The results obtained in this work revealed that HMs with agronomic supplements such as (PGPB, OM, and EDTA) reduce the oxidative stress in A. lentiformis, mainly when plant inoculated with Bradyrhizobium japonicum (PGPB1) and Pseudomonas fluorescens (PGPB2) or co-inoculated with Bradyrhizobium japonicum and Pseudomonas fluorescens (Fig. 7). These symbiotic pairs are likely to possess a higher efficiency in their nodule antioxidative systems for maintaining lower nodule H2O2 levels against Cd/Ni stress (Rodrigues et al. 2013). Similar results have been reported in Trigonella foenum-graecum co-inoculated with Ensifer meliloti and Bacillus exposed to moderate and severe drought (Barnawal et al. 2013) and in cowpea plants co-inoculated with Bradyrhizobium, Puccinia graminis, and P. durus (Egamberdieva et al. 2013). Our results also suggest that Atriplex plants inoculated with Bradyrhizobium (PGPB1) and Pseudomonas (PGPB2) showed greater oxidative protection followed by OM and EDTA, respectively. An increase in CAT activity has been shown as a measure of antioxidant defense in halophytes (Lokhande et al. 2013).
The mechanisms used by PGPB in the remediation of HM-contaminated soils may rely entirely on the species of PGPB and plants involved in the process. Plant adaptation to HM-induced stress is controlled by cascades of molecular networks. Plant genomes contain a large number of genes with specific expression pattern in response to HM uptake and their transport to specific part. For every essential metal a particular gateway (metal transporter) is present for its entry in plant. This metal transporter allows only that particular metal ion or its close homolog to pass through it. However, due to the structural similarity of HMs with other essential nutrients, often, these HMs are transferred to root with the help of membrane transporter proteins. So far, several genes and gene families have been identified in plants, which play a key role in metal transportation and accumulation.
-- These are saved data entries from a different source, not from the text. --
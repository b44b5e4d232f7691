pub mod error;
pub mod models;
pub mod report;
pub mod stats;
pub mod storage;

pub use error::{Error, Result};
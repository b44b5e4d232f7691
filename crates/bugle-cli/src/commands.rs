//! Subcommand implementations

use std::time::Duration;

use anyhow::{bail, Context, Result};
use bugle_core::models::Config;
use bugle_core::report::render_markdown;
use bugle_core::stats::aggregate;
use bugle_core::storage::ReportStorage;
use bugle_dingtalk::{Mention, RobotClient};
use bugle_jira::auth::JiraAuth;
use bugle_jira::{extract_issue, ExtractOptions, JiraClient};
use chrono::Local;
use tracing::{info, warn};

/// Title shown on the chat message card.
const REPORT_TITLE: &str = "JIRA REPORT";

/// Fetch board issues, build the report, save artifacts, notify the group.
///
/// Fetch failures abort the run; a failed or skipped delivery does not,
/// since the report has already been generated and saved at that point.
pub async fn run(config: &Config, board_override: Option<u64>) -> Result<()> {
    let Some(board_id) = board_override.or(config.jira.board_id) else {
        bail!("no board id configured; run `bugle boards` and set jira.board_id, or pass --board");
    };

    let client = jira_client(config)?;

    info!(board_id, "fetching board issues");
    let raw_issues = client.board_issues(board_id).await?;

    if raw_issues.is_empty() {
        warn!(board_id, "board has no issues; nothing to report");
        return Ok(());
    }

    let options = ExtractOptions {
        browse_url: config.jira.browse_url.clone(),
        severity_field: config.jira.severity_field.clone(),
    };
    let records: Vec<_> = raw_issues
        .iter()
        .filter_map(|raw| extract_issue(raw, &options))
        .collect();
    info!(
        extracted = records.len(),
        fetched = raw_issues.len(),
        "extracted issue records"
    );

    let stats = aggregate(
        &records,
        &config.jira.issue_type,
        &config.report.closed_status,
    );
    info!(
        issue_type = %config.jira.issue_type,
        total = stats.total,
        "aggregated issue statistics"
    );

    let generated_at = Local::now();
    let markdown = render_markdown(&config.report, &stats, generated_at);

    let storage = ReportStorage::new(config.output.dir.clone().into());
    let report_path = storage
        .save_markdown(&config.report.project_name, generated_at, &markdown)
        .context("failed to save the markdown report")?;
    info!(path = %report_path.display(), "report saved");

    if config.output.save_detailed {
        if config.output.save_csv {
            let path = storage.save_csv(&config.report.project_name, generated_at, &records)?;
            info!(path = %path.display(), "issue details saved as CSV");
        }
        if config.output.save_json {
            let path = storage.save_json(&config.report.project_name, generated_at, &records)?;
            info!(path = %path.display(), "issue details saved as JSON");
        }
    }

    notify(config, &markdown).await;

    Ok(())
}

/// List the boards visible to the configured account.
pub async fn boards(config: &Config) -> Result<()> {
    let client = jira_client(config)?;
    let boards = client.list_boards().await?;

    if boards.is_empty() {
        println!("No boards visible to this account.");
        return Ok(());
    }

    println!("{:>6}  {:<8}  {:<12}  {:<20}  NAME", "ID", "TYPE", "KEY", "PROJECT");
    for board in &boards {
        let location = board.location.as_ref();
        let project_key = location.map_or("N/A", |l| l.project_key.as_str());
        let project_name = location.map_or("N/A", |l| l.project_name.as_str());
        println!(
            "{:>6}  {:<8}  {:<12}  {:<20}  {}",
            board.id, board.board_type, project_key, project_name, board.name
        );
    }
    println!("\nTotal: {} boards", boards.len());

    Ok(())
}

/// Send an ad-hoc markdown message through the group robot.
pub async fn send(
    config: &Config,
    message: &str,
    at_user_ids: Option<&str>,
    at_mobiles: Option<&str>,
    at_all: bool,
) -> Result<()> {
    if !config.robot.is_configured() {
        bail!("robot access token and secret must be configured before sending");
    }

    let client = robot_client(config);
    let mention = Mention {
        user_ids: split_list(at_user_ids),
        mobiles: split_list(at_mobiles),
        at_all,
    };

    match client.send_markdown(REPORT_TITLE, message, &mention).await {
        Some(response) if response.is_ok() => {
            println!("Message delivered.");
            Ok(())
        }
        Some(response) => bail!(
            "robot endpoint rejected the message: {} (errcode {})",
            response.errmsg,
            response.errcode
        ),
        None => bail!("delivery failed; see the log for the cause"),
    }
}

/// Best-effort delivery of the rendered report. Missing credentials and
/// failed requests both log and return; the run already succeeded.
async fn notify(config: &Config, markdown: &str) {
    if !config.robot.is_configured() {
        warn!("robot access token or secret not configured; skipping delivery");
        return;
    }

    let client = robot_client(config);
    let mention = Mention {
        user_ids: config.robot.at_user_ids.clone(),
        mobiles: config.robot.at_mobiles.clone(),
        at_all: config.robot.at_all,
    };

    match client.send_markdown(REPORT_TITLE, markdown, &mention).await {
        Some(response) if response.is_ok() => info!("report delivered to the group"),
        Some(response) => warn!(errcode = response.errcode, "group delivery was rejected"),
        None => warn!("group delivery failed; see the log for the cause"),
    }
}

fn jira_client(config: &Config) -> Result<JiraClient> {
    let auth = JiraAuth::new(config.jira.username.clone(), config.jira.password.clone());
    let client = JiraClient::new(
        config.jira.base_url.clone(),
        auth,
        config.jira.page_size,
        Duration::from_secs(config.jira.timeout_secs),
    )?;
    Ok(client)
}

fn robot_client(config: &Config) -> RobotClient {
    RobotClient::new(
        config.robot.webhook_url.clone(),
        config.robot.access_token.clone(),
        config.robot.secret.clone(),
    )
}

fn split_list(raw: Option<&str>) -> Vec<String> {
    raw.map(|raw| {
        raw.split(',')
            .map(str::trim)
            .filter(|item| !item.is_empty())
            .map(ToString::to_string)
            .collect()
    })
    .unwrap_or_default()
}
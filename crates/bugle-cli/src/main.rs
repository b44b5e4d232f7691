//! Bugle
//!
//! Polls a JIRA board for issues, renders a bug statistics report, and
//! delivers it to a DingTalk group robot.

use std::fs;
use std::path::{Path, PathBuf};

use anyhow::Result;
use bugle_cli::commands;
use bugle_core::models::LogConfig;
use bugle_core::storage::{default_config_path, ConfigStorage};
use clap::{Parser, Subcommand};

#[derive(Parser, Debug)]
#[command(name = "bugle")]
#[command(about = "JIRA board bug reports delivered to DingTalk", long_about = None)]
#[command(version)]
struct Cli {
    /// Config file path (defaults to the platform config directory)
    #[arg(short, long, global = true)]
    config: Option<PathBuf>,

    #[command(subcommand)]
    command: Commands,
}

#[derive(Subcommand, Debug)]
enum Commands {
    /// Fetch board issues, build the report, save it, and notify the group
    Run {
        /// Board id override (otherwise taken from the config file)
        #[arg(long)]
        board: Option<u64>,
    },

    /// List the boards visible to the configured account
    Boards,

    /// Send an ad-hoc markdown message through the group robot
    Send {
        /// Message text
        #[arg(long, default_value = "钉钉，让进步发生")]
        message: String,

        /// User ids to mention, comma separated
        #[arg(long)]
        at_user_ids: Option<String>,

        /// Mobile numbers to mention, comma separated
        #[arg(long)]
        at_mobiles: Option<String>,

        /// Mention everyone in the group
        #[arg(long)]
        at_all: bool,
    },
}

#[tokio::main(flavor = "current_thread")]
async fn main() -> Result<()> {
    let cli = Cli::parse();

    let config_path = cli.config.clone().unwrap_or_else(default_config_path);
    let storage = ConfigStorage::new(config_path);
    let config = storage.load()?;
    config.validate()?;

    init_logging(&config.log)?;
    tracing::debug!(config = %storage.path().display(), "configuration loaded");

    match cli.command {
        Commands::Run { board } => commands::run(&config, board).await,
        Commands::Boards => commands::boards(&config).await,
        Commands::Send {
            message,
            at_user_ids,
            at_mobiles,
            at_all,
        } => {
            commands::send(
                &config,
                &message,
                at_user_ids.as_deref(),
                at_mobiles.as_deref(),
                at_all,
            )
            .await
        }
    }
}

fn init_logging(log: &LogConfig) -> Result<()> {
    use tracing_subscriber::fmt::writer::MakeWriterExt;
    use tracing_subscriber::EnvFilter;

    let filter = EnvFilter::new(&log.level);

    match &log.file {
        Some(file) => {
            let path = Path::new(file);
            if let Some(parent) = path.parent() {
                if !parent.as_os_str().is_empty() {
                    fs::create_dir_all(parent)?;
                }
            }

            let log_file = fs::OpenOptions::new().create(true).append(true).open(path)?;

            // Console stays at info; the file keeps debug detail.
            let stdout_writer = std::io::stdout.with_max_level(tracing::Level::INFO);
            let file_writer = log_file.with_max_level(tracing::Level::DEBUG);

            tracing_subscriber::fmt()
                .with_writer(stdout_writer.and(file_writer))
                .with_env_filter(filter)
                .with_ansi(false) // No color codes in log file
                .init();
        }
        None => {
            tracing_subscriber::fmt().with_env_filter(filter).init();
        }
    }

    Ok(())
}
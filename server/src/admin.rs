use serde::Serialize;
use system::{SessionId, SessionInfo, Timestamp};
use tokio::sync::oneshot::Sender;

#[derive(Debug)]
pub enum AdminCommand {
    GetStatus { tx: Sender<HubStatus> },
}

#[derive(Debug, Clone, Serialize)]
#[serde(rename_all = "camelCase")]
pub struct HubStatus {
    pub connections: usize,
    pub sessions: Vec<SessionStatus>,
}

#[derive(Debug, Clone, Serialize)]
#[serde(rename_all = "camelCase")]
pub struct SessionStatus {
    pub session_id: SessionId,
    pub session_info: SessionInfo,
    pub object_count: usize,
    pub last_update: Timestamp,
}
use crate::admin::{AdminCommand, HubStatus};
use crate::server::{ServerCommand, ServerTx};
use actix_web::{error, web, HttpResponse};

pub async fn status(srv_tx: web::Data<ServerTx>) -> Result<HttpResponse, actix_web::Error> {
    let (tx, rx) = tokio::sync::oneshot::channel::<HubStatus>();

    srv_tx
        .send(ServerCommand::AdminCommand(AdminCommand::GetStatus { tx }))
        .map_err(|_| error::ErrorInternalServerError("Internal Server Error"))?;

    let status = rx
        .await
        .map_err(|_| error::ErrorInternalServerError("Receiver await error"))?;

    Ok(HttpResponse::Ok().json(status))
}
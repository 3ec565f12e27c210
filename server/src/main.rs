use actix_web::{web, App, HttpServer};
use clap::Parser;

use bridge_server::config::Config;
use bridge_server::connection::ConnectionCounter;
use bridge_server::handlers;
use bridge_server::server::{shutdown_server, spawn_server};

#[actix_web::main]
async fn main() -> std::io::Result<()> {
    env_logger::Builder::from_env(env_logger::Env::default().default_filter_or("info")).init();
    let config = Config::parse();

    let srv_tx = spawn_server();
    let srv_data = web::Data::new(srv_tx.clone());
    let counter = web::Data::new(ConnectionCounter::default());

    let http = HttpServer::new(move || {
        App::new()
            .app_data(srv_data.clone())
            .app_data(counter.clone())
            .configure(handlers::root)
    })
    .bind((config.host.as_str(), config.port()))?
    .disable_signals()
    .shutdown_timeout(5)
    .run();
    log::info!("Bridge listening on ws://{}:{}", config.host, config.port());

    let handle = http.handle();
    let mut http_task = actix_web::rt::spawn(http);

    tokio::select! {
        result = &mut http_task => {
            return result.map_err(std::io::Error::other)?;
        }
        signal = tokio::signal::ctrl_c() => signal?,
    }

    log::info!("Shutting down");
    shutdown_server(&srv_tx).await;
    handle.stop(true).await;
    let _ = http_task.await;
    Ok(())
}
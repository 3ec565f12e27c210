use crate::connection::ConnectionEvent;
use crate::session::Session;
use std::collections::HashMap;
use system::{ClientType, ConnectionId, Envelope};

pub type ConnectionTx = tokio::sync::mpsc::UnboundedSender<ConnectionEvent>;

/// Outbound side of every live connection. All sends are best-effort: a connection whose
/// receiver is gone is skipped and never fails the rest of a broadcast.
#[derive(Default)]
pub struct ConnectionTxStorage {
    connection_txs: HashMap<ConnectionId, ConnectionTx>,
}

impl ConnectionTxStorage {
    pub fn new() -> Self {
        Self::default()
    }

    pub fn insert(&mut self, connection_id: ConnectionId, tx: ConnectionTx) {
        self.connection_txs.insert(connection_id, tx);
    }

    pub fn remove(&mut self, connection_id: &ConnectionId) -> Option<ConnectionTx> {
        self.connection_txs.remove(connection_id)
    }

    pub fn send_event(&self, to: &ConnectionId, event: ConnectionEvent) -> bool {
        match self.connection_txs.get(to) {
            Some(tx) if !tx.is_closed() => tx.send(event).is_ok(),
            Some(_) => {
                log::debug!("Skipping closed connection {}", to);
                false
            }
            None => {
                log::debug!("No sink for connection {}", to);
                false
            }
        }
    }

    pub fn send(&self, to: &ConnectionId, envelope: &Envelope) -> bool {
        self.send_event(to, ConnectionEvent::Text(envelope.encode()))
    }

    /// Delivers to every member of `session` except `without`. Returns how many sends went out.
    pub fn broadcast(
        &self,
        session: &Session,
        envelope: &Envelope,
        without: Option<&ConnectionId>,
    ) -> usize {
        self.deliver(session, |_| true, envelope, without)
    }

    /// Like `broadcast`, restricted to members of the given roles.
    pub fn broadcast_to_roles(
        &self,
        session: &Session,
        roles: &[ClientType],
        envelope: &Envelope,
        without: Option<&ConnectionId>,
    ) -> usize {
        self.deliver(session, |role| roles.contains(role), envelope, without)
    }

    fn deliver<F>(
        &self,
        session: &Session,
        accept: F,
        envelope: &Envelope,
        without: Option<&ConnectionId>,
    ) -> usize
    where
        F: Fn(&ClientType) -> bool,
    {
        let text = envelope.encode();
        session
            .members()
            .filter(|(connection_id, role)| without != Some(*connection_id) && accept(*role))
            .filter(|(connection_id, _)| {
                self.send_event(*connection_id, ConnectionEvent::Text(text.clone()))
            })
            .count()
    }
}
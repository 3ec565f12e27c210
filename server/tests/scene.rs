mod common;

use common::Hub;
use system::serde_json::json;
use system::MessageKind;

fn cached_objects(hub: &Hub, session_id: &str) -> system::serde_json::Value {
    let session = hub
        .server
        .state()
        .sessions
        .get(&session_id.to_owned())
        .expect("session must exist");
    json!(session.snapshot.objects)
}

#[test]
fn authoring_tool_and_editor_scenario() {
    let mut hub = Hub::new();
    let a = hub.connect();
    let b = hub.connect();

    hub.join(a, "s1", "blender");
    hub.join(b, "s1", "bisect");

    // B's arrival asks A, and only A, for the scene.
    let to_a = hub.drain(a);
    assert_eq!(
        to_a.iter().map(|e| e.kind.clone()).collect::<Vec<_>>(),
        vec![MessageKind::ClientJoined, MessageKind::SceneRequest]
    );
    assert_eq!(to_a[1].payload["requestedBy"], json!(hub.client_id(b)));
    assert!(hub.drain(b).is_empty());

    hub.send(a, "scene_state", json!({"objects": [{"id": "Cube", "position": [0, 0, 0]}]}));
    assert!(hub.drain(a).is_empty());
    let relayed = hub.take(b);
    assert_eq!(relayed.kind, MessageKind::SceneState);
    assert_eq!(relayed.payload["objects"][0]["id"], "Cube");
    assert_eq!(relayed.payload["_sender"], json!(hub.client_id(a)));
    assert_eq!(relayed.payload["_senderType"], "blender");
    assert_eq!(
        cached_objects(&hub, "s1"),
        json!([{"id": "Cube", "position": [0, 0, 0]}])
    );

    hub.send(b, "transform", json!({"objectId": "Cube", "position": [1, 2, 3]}));
    let transform = hub.take(a);
    assert_eq!(transform.kind, MessageKind::Transform);
    assert_eq!(transform.payload["position"], json!([1, 2, 3]));
    assert!(hub.drain(b).is_empty());

    // transforms are relayed, never folded into the cache
    assert_eq!(cached_objects(&hub, "s1")[0]["position"], json!([0, 0, 0]));
}

#[test]
fn scene_request_is_answered_from_cache_when_it_has_objects() {
    let mut hub = Hub::new();
    let tool = hub.connect();
    let editor = hub.connect();
    let agent = hub.connect();
    hub.join(tool, "s1", "blender");
    hub.send(tool, "scene_state", json!({"objects": [{"id": "Cube"}], "lights": [{"id": "Sun"}]}));
    hub.join(editor, "s1", "bisect");
    hub.join(agent, "s1", "ai");
    hub.drain_all();

    hub.send(agent, "scene_request", json!({}));
    let reply = hub.take(agent);
    assert_eq!(reply.kind, MessageKind::SceneState);
    assert_eq!(reply.payload["objects"], json!([{"id": "Cube"}]));
    assert_eq!(reply.payload["lights"], json!([{"id": "Sun"}]));
    assert!(hub.drain(tool).is_empty());
    assert!(hub.drain(editor).is_empty());
}

#[test]
fn scene_request_goes_to_authoring_tools_when_cache_is_empty() {
    let mut hub = Hub::new();
    let tool = hub.connect();
    let editor = hub.connect();
    let agent = hub.connect();
    hub.join(tool, "s1", "blender");
    hub.join(editor, "s1", "bisect");
    hub.join(agent, "s1", "ai");
    hub.send(tool, "scene_state", json!({"materials": [{"id": "Wood"}]}));
    hub.drain_all();

    hub.send(editor, "scene_request", json!({}));
    assert!(hub.drain(editor).is_empty());
    assert!(hub.drain(agent).is_empty());
    let forwarded = hub.take(tool);
    assert_eq!(forwarded.kind, MessageKind::SceneRequest);
    assert_eq!(forwarded.payload["requestedBy"], json!(hub.client_id(editor)));
    assert_eq!(forwarded.payload["requestedByType"], "bisect");
}

#[test]
fn snapshot_updates_merge_shallowly() {
    let mut hub = Hub::new();
    let tool = hub.connect();
    hub.join(tool, "s1", "blender");

    hub.send(tool, "scene_state", json!({"objects": [{"id": "Cube"}], "selection": ["Cube"]}));
    hub.send(tool, "scene_state", json!({"materials": [{"id": "Wood"}]}));

    let session = hub
        .server
        .state()
        .sessions
        .get(&"s1".to_owned())
        .expect("");
    assert_eq!(json!(session.snapshot.objects), json!([{"id": "Cube"}]));
    assert_eq!(json!(session.snapshot.materials), json!([{"id": "Wood"}]));
    assert_eq!(json!(session.snapshot.selection), json!(["Cube"]));
    assert!(session.snapshot.extra.get("_sender").is_none());
}

#[test]
fn joiner_receives_cached_snapshot() {
    let mut hub = Hub::new();
    let tool = hub.connect();
    let editor = hub.connect();
    hub.join(tool, "s1", "blender");
    hub.send(tool, "scene_state", json!({"objects": [{"id": "Cube"}], "environment": {"hdri": "sky"}}));

    let joined = hub.join(editor, "s1", "bisect");
    assert_eq!(joined.payload["sceneState"]["objects"], json!([{"id": "Cube"}]));
    assert_eq!(joined.payload["sceneState"]["environment"], json!({"hdri": "sky"}));
}

#[test]
fn emptied_session_comes_back_with_empty_snapshot() {
    let mut hub = Hub::new();
    let tool = hub.connect();
    hub.join(tool, "s1", "blender");
    hub.send(tool, "scene_state", json!({"objects": [{"id": "Cube"}]}));
    hub.send(tool, "leave", json!({}));
    assert!(hub.server.state().sessions.get(&"s1".to_owned()).is_none());

    let joined = hub.join(tool, "s1", "blender");
    assert_eq!(joined.payload["sceneState"]["objects"], json!([]));
}
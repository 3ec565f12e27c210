mod error;
mod message;
pub mod routing;
mod snapshot;
mod types;

pub use error::*;
pub use message::*;
pub use snapshot::*;
pub use types::*;

pub extern crate serde;
pub extern crate serde_json;
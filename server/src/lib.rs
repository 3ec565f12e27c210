pub extern crate actix_web;

pub mod admin;
pub mod config;
pub mod connection;
pub mod connection_tx_storage;
pub mod handlers;
pub mod registry;
mod router;
pub mod server;
pub mod server_state;
pub mod session;
pub mod session_store;
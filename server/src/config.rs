use clap::Parser;

pub const DEFAULT_PORT: u16 = 9877;

/// Real-time scene bridge between the authoring tool, the web editor and AI agents.
#[derive(Debug, Clone, Parser)]
#[command(name = "bridge-server", version)]
pub struct Config {
    /// Port to listen on.
    #[arg(short, long, env = "BRIDGE_PORT", default_value_t = DEFAULT_PORT)]
    port: u16,

    /// Port given as a bare argument. Takes precedence over `--port`.
    #[arg(value_name = "PORT")]
    port_arg: Option<u16>,

    /// Address to bind.
    #[arg(long, env = "BRIDGE_HOST", default_value = "0.0.0.0")]
    pub host: String,
}

impl Config {
    pub fn port(&self) -> u16 {
        self.port_arg.unwrap_or(self.port)
    }
}
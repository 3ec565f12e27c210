use crate::message::Payload;
use serde::{Deserialize, Serialize};
use serde_json::Value;

/// Cached scene contents of a session, as last reported by a full `scene_state`.
///
/// Transforms are never folded in here, so object poses may lag behind the live scene until the
/// next full snapshot arrives.
#[derive(Debug, Clone, Default, PartialEq, Serialize, Deserialize)]
pub struct SceneSnapshot {
    #[serde(default)]
    pub objects: Vec<Value>,
    #[serde(default)]
    pub materials: Vec<Value>,
    #[serde(default)]
    pub lights: Vec<Value>,
    #[serde(default)]
    pub cameras: Vec<Value>,
    #[serde(default)]
    pub environment: Option<Value>,
    #[serde(default)]
    pub selection: Vec<Value>,
    /// Top-level fields other clients put in their snapshots that the hub does not interpret.
    #[serde(flatten)]
    pub extra: Payload,
}

impl SceneSnapshot {
    pub fn has_objects(&self) -> bool {
        !self.objects.is_empty()
    }

    /// Shallow merge: each top-level field present in `partial` replaces the cached one,
    /// everything else is left untouched. Routing tags (`_sender`, ...) are skipped.
    pub fn merge(&mut self, partial: &Payload) {
        for (key, value) in partial {
            match key.as_str() {
                "objects" => replace_list(&mut self.objects, key, value),
                "materials" => replace_list(&mut self.materials, key, value),
                "lights" => replace_list(&mut self.lights, key, value),
                "cameras" => replace_list(&mut self.cameras, key, value),
                "selection" => replace_list(&mut self.selection, key, value),
                "environment" => {
                    self.environment = match value {
                        Value::Null => None,
                        v => Some(v.clone()),
                    }
                }
                tag if tag.starts_with('_') => {}
                _ => {
                    self.extra.insert(key.clone(), value.clone());
                }
            }
        }
    }

    pub fn to_payload(&self) -> Payload {
        match serde_json::to_value(self) {
            Ok(Value::Object(map)) => map,
            _ => Payload::new(),
        }
    }
}

fn replace_list(slot: &mut Vec<Value>, key: &str, value: &Value) {
    match value {
        Value::Array(items) => *slot = items.clone(),
        Value::Null => slot.clear(),
        other => log::warn!("Ignoring snapshot field `{}`: expected a list, got {}", key, other),
    }
}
Several metal transporters gene families have been identified in Arabidopsis thaliana which are directly or indirectly involved in HM transport and accumulation, namely ZIP (Zinc-regulated transporter—ZRT, Iron regulated transporter, IRT), Natural Resistance-Associated Macrophage Protein (NRAMP), ABC transporter, Cation Diffusion Facilitator (CDF), Heavy Metal ATPase (HMA), Cation proton exchanger (CAX), Heavy Metal ATPase (HMA), Low-affinity Cation Transporters (LCT), Copper transporter (COPT), and metal tolerance protein (MTP). (Nakanishi et al. 2006; Sasaki et al. 2012; Takahashi et al. 2012). IRT and NRAMP family genes are involved in the uptake of HMs to root from soil (Sasaki et al. 2012). HMA gene families and AtALS3 gene facilitates HM loading in shoot from root through xylem (Takahashi et al. 2012). In general, to cope up with HM toxicity, plants activate the metal assimilation pathway by increasing transcription of related genes.
PGPB-assisted phytoremediation studies conducted in the recent past concluded that PGPB inoculation influences the HM uptake in the plant by regulating the gene expression pattern of major metal transporter gene families (Ghassemi and Mostajeran 2018; Jebara et al. 2018). Further, PGPB inoculations play a vital role in the expression of growth and metabolic process-related genes expression, which systematize the plant’s growth (biomass, leaf surface area, and lateral root formation), physiology, and biochemical expressions (Ambreetha et al. 2018). Khanna et al. (2019) observed that inoculation of PGPR strains significantly enhance the antioxidant system of Lycopersicon esculentum (tomato) by up-regulating mRNA expression of SOD, POD, and PPO genes under Cd stress. In the present investigation, a similar generalization may be proposed for Atriplex to understand the response of HM transport and assimilation pathway under the influence of PGPB inoculation.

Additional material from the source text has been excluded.